__EXERCISE GOAL__. For each record here, output an exact copy.

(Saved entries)

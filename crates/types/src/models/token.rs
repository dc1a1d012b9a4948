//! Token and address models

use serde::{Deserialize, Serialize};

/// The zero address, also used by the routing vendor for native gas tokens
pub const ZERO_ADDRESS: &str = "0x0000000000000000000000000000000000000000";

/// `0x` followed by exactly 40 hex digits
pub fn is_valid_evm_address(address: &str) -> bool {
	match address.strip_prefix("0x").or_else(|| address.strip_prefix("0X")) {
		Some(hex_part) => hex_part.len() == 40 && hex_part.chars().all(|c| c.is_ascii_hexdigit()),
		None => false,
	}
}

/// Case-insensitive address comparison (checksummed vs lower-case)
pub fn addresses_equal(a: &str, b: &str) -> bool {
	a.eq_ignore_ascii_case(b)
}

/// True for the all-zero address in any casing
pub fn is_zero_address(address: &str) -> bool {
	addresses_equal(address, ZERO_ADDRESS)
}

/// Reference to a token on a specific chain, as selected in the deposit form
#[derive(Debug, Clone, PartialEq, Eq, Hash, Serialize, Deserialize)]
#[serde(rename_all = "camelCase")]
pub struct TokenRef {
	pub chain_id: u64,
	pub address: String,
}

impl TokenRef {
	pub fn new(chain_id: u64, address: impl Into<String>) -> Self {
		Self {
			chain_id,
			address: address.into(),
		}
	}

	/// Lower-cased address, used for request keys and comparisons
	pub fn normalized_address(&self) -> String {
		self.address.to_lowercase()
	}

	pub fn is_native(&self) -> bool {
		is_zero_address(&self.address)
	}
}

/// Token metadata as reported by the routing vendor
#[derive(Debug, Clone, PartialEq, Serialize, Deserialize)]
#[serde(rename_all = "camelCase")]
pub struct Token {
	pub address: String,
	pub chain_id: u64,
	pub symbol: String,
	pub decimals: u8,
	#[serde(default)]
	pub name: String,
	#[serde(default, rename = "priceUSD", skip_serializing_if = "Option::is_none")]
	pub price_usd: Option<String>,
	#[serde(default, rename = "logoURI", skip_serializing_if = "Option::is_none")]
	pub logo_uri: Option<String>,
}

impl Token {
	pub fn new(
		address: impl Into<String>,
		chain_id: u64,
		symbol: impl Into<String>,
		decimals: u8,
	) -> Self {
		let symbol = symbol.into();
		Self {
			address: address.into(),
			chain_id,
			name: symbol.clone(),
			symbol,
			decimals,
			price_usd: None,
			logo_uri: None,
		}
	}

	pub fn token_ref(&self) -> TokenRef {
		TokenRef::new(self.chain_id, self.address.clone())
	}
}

__ANSWER TO THIS EXERCISE__.
filename crates/types/src/models/token.rs
repository dc1a1d012b9a4948
//! Token and address models

use serde::{Deserialize, Serialize};

/// The zero address, also used by the routing vendor for native gas tokens
pub const ZERO_ADDRESS: &str = "0x0000000000000000000000000000000000000000";

/// `0x` followed by exactly 40 hex digits
pub fn is_valid_evm_address(address: &str) -> bool {
	match address.strip_prefix("0x").or_else(|| address.strip_prefix("0X")) {
		Some(hex_part) => hex_part.len() == 40 && hex_part.chars().all(|c| c.is_ascii_hexdigit()),
		None => false,
	}
}

/// Case-insensitive address comparison (checksummed vs lower-case)
pub fn addresses_equal(a: &str, b: &str) -> bool {
	a.eq_ignore_ascii_case(b)
}

/// True for the all-zero address in any casing
pub fn is_zero_address(address: &str) -> bool {
	addresses_equal(address, ZERO_ADDRESS)
}

/// Reference to a token on a specific chain, as selected in the deposit form
#[derive(Debug, Clone, PartialEq, Eq, Hash, Serialize, Deserialize)]
#[serde(rename_all = "camelCase")]
pub struct TokenRef {
	pub chain_id: u64,
	pub address: String,
}

impl TokenRef {
	pub fn new(chain_id: u64, address: impl Into<String>) -> Self {
		Self {
			chain_id,
			address: address.into(),
		}
	}

	/// Lower-cased address, used for request keys and comparisons
	pub fn normalized_address(&self) -> String {
		self.address.to_lowercase()
	}

	pub fn is_native(&self) -> bool {
		is_zero_address(&self.address)
	}
}

/// Token metadata as reported by the routing vendor
#[derive(Debug, Clone, PartialEq, Serialize, Deserialize)]
#[serde(rename_all = "camelCase")]
pub struct Token {
	pub address: String,
	pub chain_id: u64,
	pub symbol: String,
	pub decimals: u8,
	#[serde(default)]
	pub name: String,
	#[serde(default, rename = "priceUSD", skip_serializing_if = "Option::is_none")]
	pub price_usd: Option<String>,
	#[serde(default, rename = "logoURI", skip_serializing_if = "Option::is_none")]
	pub logo_uri: Option<String>,
}

impl Token {
	pub fn new(
		address: impl Into<String>,
		chain_id: u64,
		symbol: impl Into<String>,
		decimals: u8,
	) -> Self {
		let symbol = symbol.into();
		Self {
			address: address.into(),
			chain_id,
			name: symbol.clone(),
			symbol,
			decimals,
			price_usd: None,
			logo_uri: None,
		}
	}

	pub fn token_ref(&self) -> TokenRef {
		TokenRef::new(self.chain_id, self.address.clone())
	}
}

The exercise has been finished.